[How to complete this task] Every line containing the word "Running" must be pulled from the records.

━━━━━ Data records ━━━━━

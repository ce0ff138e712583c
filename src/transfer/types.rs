//! Common data types used across the transfer subsystem.

use std::time::Duration;

use serde::{Deserialize, Serialize};
use tokio::sync::mpsc::{UnboundedReceiver, UnboundedSender};

/// Final status of one asynchronous transfer, as reported by the transport.
#[derive(Debug, Clone, PartialEq, Eq)]
pub enum TransferStatus {
    Completed,
    TimedOut,
    Cancelled,
    Error(String),
}

/// Lifecycle of a transfer slot.
#[derive(Debug, Clone, Copy, PartialEq, Eq, Serialize, Deserialize)]
pub enum SlotState {
    /// Not armed yet, or terminal after its last packet.
    Idle,
    /// A transfer is in flight.
    Submitted,
    /// Its last transfer completed and it is waiting to be re-armed.
    Completed,
    /// Retired after a failure, or left un-armed because the capture is draining.
    Cancelled,
}

/// Read request handed to the transport for one slot.
#[derive(Debug, Clone, PartialEq, Eq)]
pub struct TransferRequest {
    pub slot: usize,
    /// Index of the packet this transfer is expected to carry.
    pub sequence: u64,
    /// Byte offset of the slot's region inside the transfer arena.
    pub offset: usize,
    pub len: usize,
    pub endpoint: u8,
    pub timeout: Duration,
}

/// Completion event posted by the transport once a transfer finished.
#[derive(Debug, Clone, PartialEq, Eq)]
pub struct TransferCompletion {
    pub slot: usize,
    pub sequence: u64,
    pub status: TransferStatus,
    /// Bytes actually transferred; may be shorter than requested.
    pub payload: Vec<u8>,
}

impl TransferCompletion {
    pub fn bytes_transferred(&self) -> usize {
        self.payload.len()
    }
}

pub type CompletionSender = UnboundedSender<TransferCompletion>;
pub type CompletionReceiver = UnboundedReceiver<TransferCompletion>;

/// Counters maintained by the transfer pool.
#[derive(Debug, Clone, Default, PartialEq, Eq, Serialize, Deserialize)]
pub struct PoolStats {
    pub submissions: u64,
    pub packets_sunk: u64,
    pub bytes_sunk: u64,
    pub failed_transfers: u64,
    pub retired_slots: u64,
    pub short_packets: u64,
}
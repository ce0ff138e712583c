//! Capture lifecycle.
//!
//! A [`CaptureSession`] owns everything one capture needs (plan, transfer pool,
//! transport, device control, sink) and drives it through
//! `Idle → Armed → Running → Draining → Stopped`:
//!
//! - [`CaptureSession::arm`] sends the setup commands and submits every slot.
//! - [`CaptureSession::run`] starts the device and drains the completion queue from
//!   a single loop. Every completion goes through [`TransferPool::on_complete`].
//! - Once only the final packet is outstanding, the packet-end command is sent after
//!   a delay so the device flushes its trailing partial packet. A live capture ends
//!   right there; a file capture keeps going until the last packet is written.
//! - A stop request (see [`StopHandle`]) switches to `Draining`: nothing is re-armed
//!   and the loop exits once no transfer is in flight.
//! - A watchdog fails the capture when no packet is sunk for `stall_timeout`.

use std::sync::Arc;
use std::time::Duration;

use chrono::{DateTime, Utc};
use log::{debug, error, info, warn};
use serde::{Deserialize, Serialize};
use tokio::time::{sleep_until, Instant};
use uuid::Uuid;

use crate::acquisition::device::{
    setup_sequence, teardown_sequence, DeviceControl, SetupStep, VendorCommand,
};
use crate::acquisition::plan::AcquisitionPlan;
use crate::configuration::config::Config;
use crate::configuration::types::CaptureMode;
use crate::data_capture::ring_buffer::{RingBuffer, RingBufferSink};
use crate::data_capture::ring_reader::RingReader;
use crate::data_capture::sink::Sink;
use crate::data_capture::types::{CaptureOutcome, CaptureReport};
use crate::error_handling::types::AcquisitionError;
use crate::storage::file_storage::CaptureStorage;
use crate::transfer::pool::TransferPool;
use crate::transfer::transport::Transport;
use crate::transfer::types::PoolStats;

use super::stop_handle::StopHandle;

#[derive(Debug, Clone, Copy, PartialEq, Eq, Serialize, Deserialize)]
pub enum CaptureState {
    Idle,
    Armed,
    Running,
    Draining,
    Stopped,
}

pub struct CaptureSession<T: Transport, D: DeviceControl> {
    id: Uuid,
    plan: AcquisitionPlan,
    mode: CaptureMode,
    state: CaptureState,
    setup: Vec<SetupStep>,
    pool: TransferPool,
    transport: T,
    device: D,
    sink: Box<dyn Sink>,
    ring: Option<Arc<RingBuffer>>,
    stop: StopHandle,
    packet_end_delay: Duration,
    stall_timeout: Duration,
    packet_end_sent: bool,
}

impl<T: Transport, D: DeviceControl> CaptureSession<T, D> {
    /// File capture into `config.output_path`.
    pub fn file(config: &Config, transport: T, device: D) -> Result<Self, AcquisitionError> {
        Config {
            mode: CaptureMode::File,
            ..config.clone()
        }
        .validate()?;
        let sink = CaptureStorage::new(&config.output_path).create_sink()?;
        Self::build(config, CaptureMode::File, transport, device, Box::new(sink), None)
    }

    /// Live capture into a circular buffer; the returned reader consumes it.
    pub fn live(
        config: &Config,
        transport: T,
        device: D,
    ) -> Result<(Self, RingReader), AcquisitionError> {
        let plan = config.plan()?;
        let ring = Arc::new(RingBuffer::new(
            config.live_buffer_words(&plan),
            plan.channel_count(),
        ));
        let reader = RingReader::new(Arc::clone(&ring), plan.sample_frequency());
        let sink = Box::new(RingBufferSink::new(Arc::clone(&ring)));
        let session = Self::build(config, CaptureMode::Live, transport, device, sink, Some(ring))?;
        Ok((session, reader))
    }

    /// Capture into a caller-provided sink.
    pub fn with_sink(
        config: &Config,
        transport: T,
        device: D,
        sink: Box<dyn Sink>,
    ) -> Result<Self, AcquisitionError> {
        Self::build(config, config.mode, transport, device, sink, None)
    }

    fn build(
        config: &Config,
        mode: CaptureMode,
        transport: T,
        device: D,
        sink: Box<dyn Sink>,
        ring: Option<Arc<RingBuffer>>,
    ) -> Result<Self, AcquisitionError> {
        let config = Config {
            mode,
            ..config.clone()
        };
        config.validate()?;
        let plan = config.plan()?;
        let setup = setup_sequence(
            &plan,
            config.clock_divisor,
            config.sample_format,
            &config.channels,
            config.settle_delay(),
        )?;
        let id = Uuid::new_v4();
        let pool = TransferPool::new(id, &plan, config.endpoint, config.transfer_timeout());
        info!(
            "[{}] {:?} capture planned: {:.3} s at {} Hz × {} channels = {} bytes in {} packet(s) of {} bytes (last {}), {} slot(s)",
            id,
            mode,
            plan.duration(),
            plan.sample_frequency(),
            plan.channel_count(),
            plan.total_bytes(),
            plan.total_packet_count(),
            plan.packet_size(),
            plan.final_packet_len(),
            plan.effective_slot_count()
        );
        Ok(Self {
            id,
            plan,
            mode,
            state: CaptureState::Idle,
            setup,
            pool,
            transport,
            device,
            sink,
            ring,
            stop: StopHandle::new(),
            packet_end_delay: config.packet_end_delay(),
            stall_timeout: config.stall_timeout(),
            packet_end_sent: false,
        })
    }

    pub fn id(&self) -> Uuid {
        self.id
    }

    pub fn state(&self) -> CaptureState {
        self.state
    }

    pub fn plan(&self) -> &AcquisitionPlan {
        &self.plan
    }

    pub fn mode(&self) -> CaptureMode {
        self.mode
    }

    pub fn stats(&self) -> &PoolStats {
        self.pool.stats()
    }

    /// Handle through which any task can stop the capture.
    pub fn stop_handle(&self) -> StopHandle {
        self.stop.clone()
    }

    pub fn stop(&self) {
        self.stop.request_stop();
    }

    fn set_state(&mut self, state: CaptureState) {
        if self.state != state {
            info!("[{}] {:?} -> {:?}", self.id, self.state, state);
            self.state = state;
        }
    }

    /// Configures the device and submits every transfer slot.
    pub async fn arm(&mut self) -> Result<(), AcquisitionError> {
        if self.state != CaptureState::Idle {
            return Err(AcquisitionError::InvalidState(format!(
                "cannot arm a capture in state {:?}",
                self.state
            )));
        }
        if let Err(e) = self.configure_device().await {
            error!("[{}] Device setup failed: {}", self.id, e);
            self.teardown();
            return Err(e);
        }
        let armed = match self.pool.submit_all(&mut self.transport) {
            Ok(armed) => armed,
            Err(e) => {
                error!("[{}] No transfer could be submitted: {}", self.id, e);
                self.teardown();
                return Err(e.into());
            }
        };
        debug!("[{}] {} transfer(s) submitted", self.id, armed);
        self.set_state(CaptureState::Armed);
        Ok(())
    }

    async fn configure_device(&mut self) -> Result<(), AcquisitionError> {
        for step in &self.setup {
            match step {
                SetupStep::Command(command) => self.device.send(command)?,
                SetupStep::Settle(delay) => {
                    debug!("[{}] Waiting {:?} for the sensors to settle", self.id, delay);
                    tokio::time::sleep(*delay).await;
                }
            }
        }
        Ok(())
    }

    /// Runs the capture to its end and returns its report. Arms first if needed.
    ///
    /// Errors
    /// - [`AcquisitionError::Stalled`] when the watchdog fires.
    /// - [`AcquisitionError::TransportClosed`] when the completion queue closes.
    /// - [`AcquisitionError::Persistence`] when the sink fails.
    ///
    /// The sink is finished and the teardown commands are sent in every case.
    pub async fn run(&mut self) -> Result<CaptureReport, AcquisitionError> {
        if self.state == CaptureState::Idle {
            self.arm().await?;
        }
        if self.state != CaptureState::Armed {
            return Err(AcquisitionError::InvalidState(format!(
                "cannot run a capture in state {:?}",
                self.state
            )));
        }

        let started_at = Utc::now();
        let clock = Instant::now();
        let driven = self.drive().await;
        self.set_state(CaptureState::Stopped);

        let finished = self.sink.finish();
        if let Some(ring) = &self.ring {
            ring.mark_done();
        }
        self.teardown();

        let abandoned = driven.map_err(|e| {
            error!("[{}] Capture failed: {}", self.id, e);
            e
        })?;
        finished?;
        Ok(self.report(started_at, clock.elapsed(), abandoned))
    }

    /// The completion-event loop. Returns the number of transfers left in flight.
    async fn drive(&mut self) -> Result<usize, AcquisitionError> {
        let mut completions = self.transport.take_completions().ok_or_else(|| {
            AcquisitionError::InvalidState("completion queue already taken".to_string())
        })?;
        let stop = self.stop.clone();
        let needs_packet_end = self.device.needs_packet_end();

        self.device.send(&VendorCommand::start())?;
        self.set_state(CaptureState::Running);

        let mut packet_end_at: Option<Instant> = None;
        let mut progress = self.pool.num_pkt();
        let mut last_progress = Instant::now();

        loop {
            if self.pool.is_complete() {
                break;
            }
            if self.mode == CaptureMode::Live && self.packet_end_sent {
                // trailing bytes are not waited for
                break;
            }
            if self.pool.in_flight() == 0 {
                if self.state != CaptureState::Draining {
                    warn!(
                        "[{}] No transfer left in flight at packet {}/{}",
                        self.id,
                        self.pool.num_pkt(),
                        self.plan.total_packet_count()
                    );
                }
                break;
            }
            if needs_packet_end && self.pool.last_pkt() && packet_end_at.is_none() {
                packet_end_at = Some(Instant::now() + self.packet_end_delay);
            }

            let stall_at = last_progress + self.stall_timeout;
            let draining = self.state == CaptureState::Draining;
            let end_pending = packet_end_at.is_some() && !self.packet_end_sent;

            tokio::select! {
                completion = completions.recv() => match completion {
                    Some(completion) => {
                        self.pool.on_complete(completion, &mut self.transport, self.sink.as_mut())?;
                    }
                    None => {
                        error!("[{}] Transport completion queue closed", self.id);
                        return Err(AcquisitionError::TransportClosed);
                    }
                },
                _ = sleep_until(packet_end_at.unwrap_or(stall_at)), if end_pending => {
                    self.send_packet_end()?;
                }
                _ = stop.stopped(), if !draining => {
                    info!("[{}] Stop requested at packet {}", self.id, self.pool.num_pkt());
                    self.set_state(CaptureState::Draining);
                    self.pool.cancel_all();
                    if needs_packet_end && !self.packet_end_sent {
                        self.send_packet_end()?;
                    }
                }
                _ = sleep_until(stall_at) => {
                    error!(
                        "[{}] No packet for {:?}, stuck at {}/{}",
                        self.id,
                        self.stall_timeout,
                        self.pool.num_pkt(),
                        self.plan.total_packet_count()
                    );
                    return Err(AcquisitionError::Stalled {
                        num_pkt: self.pool.num_pkt(),
                        window: self.stall_timeout,
                    });
                }
            }

            if self.pool.num_pkt() != progress {
                progress = self.pool.num_pkt();
                last_progress = Instant::now();
            }
        }

        let abandoned = self.pool.in_flight();
        if abandoned > 0 {
            debug!("[{}] {} transfer(s) abandoned in flight", self.id, abandoned);
        }
        Ok(abandoned)
    }

    fn send_packet_end(&mut self) -> Result<(), AcquisitionError> {
        debug!("[{}] Requesting the final packet", self.id);
        self.device.send(&VendorCommand::packet_end())?;
        self.packet_end_sent = true;
        if let Some(ring) = &self.ring {
            ring.mark_done();
        }
        Ok(())
    }

    fn teardown(&mut self) {
        for command in teardown_sequence() {
            if let Err(e) = self.device.send(&command) {
                warn!("[{}] Teardown command failed: {}", self.id, e);
            }
        }
    }

    fn outcome(&self) -> CaptureOutcome {
        if self.pool.is_complete() {
            CaptureOutcome::Complete
        } else if self.stop.is_requested() {
            CaptureOutcome::Stopped
        } else if self.mode == CaptureMode::Live && self.packet_end_sent {
            CaptureOutcome::LiveFinished
        } else {
            CaptureOutcome::Partial
        }
    }

    fn report(
        &self,
        started_at: DateTime<Utc>,
        elapsed: Duration,
        abandoned_slots: usize,
    ) -> CaptureReport {
        let stats = self.pool.stats().clone();
        let outcome = self.outcome();
        let report = CaptureReport {
            session_id: self.id,
            mode: self.mode,
            started_at,
            finished_at: Utc::now(),
            elapsed_ms: elapsed.as_millis() as u64,
            plan: self.plan.clone(),
            expected_packets: self.plan.total_packet_count(),
            received_packets: stats.packets_sunk,
            expected_bytes: self.plan.total_bytes(),
            received_bytes: stats.bytes_sunk,
            stats,
            abandoned_slots,
            ring: self.ring.as_ref().map(|r| r.stats()),
            outcome,
        };
        match outcome {
            CaptureOutcome::Partial => warn!(
                "[{}] Partial capture: {} of {} packets, {} transfer(s) failed",
                self.id,
                report.received_packets,
                report.expected_packets,
                report.stats.failed_transfers
            ),
            _ => info!(
                "[{}] Capture {:?}: {} of {} bytes in {} ms",
                self.id, outcome, report.received_bytes, report.expected_bytes, report.elapsed_ms
            ),
        }
        report
    }
}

━━━━━

[Answer for this exercise]
//! `Idle → Armed → Running → Draining → Stopped`:
    Running,
        self.set_state(CaptureState::Running);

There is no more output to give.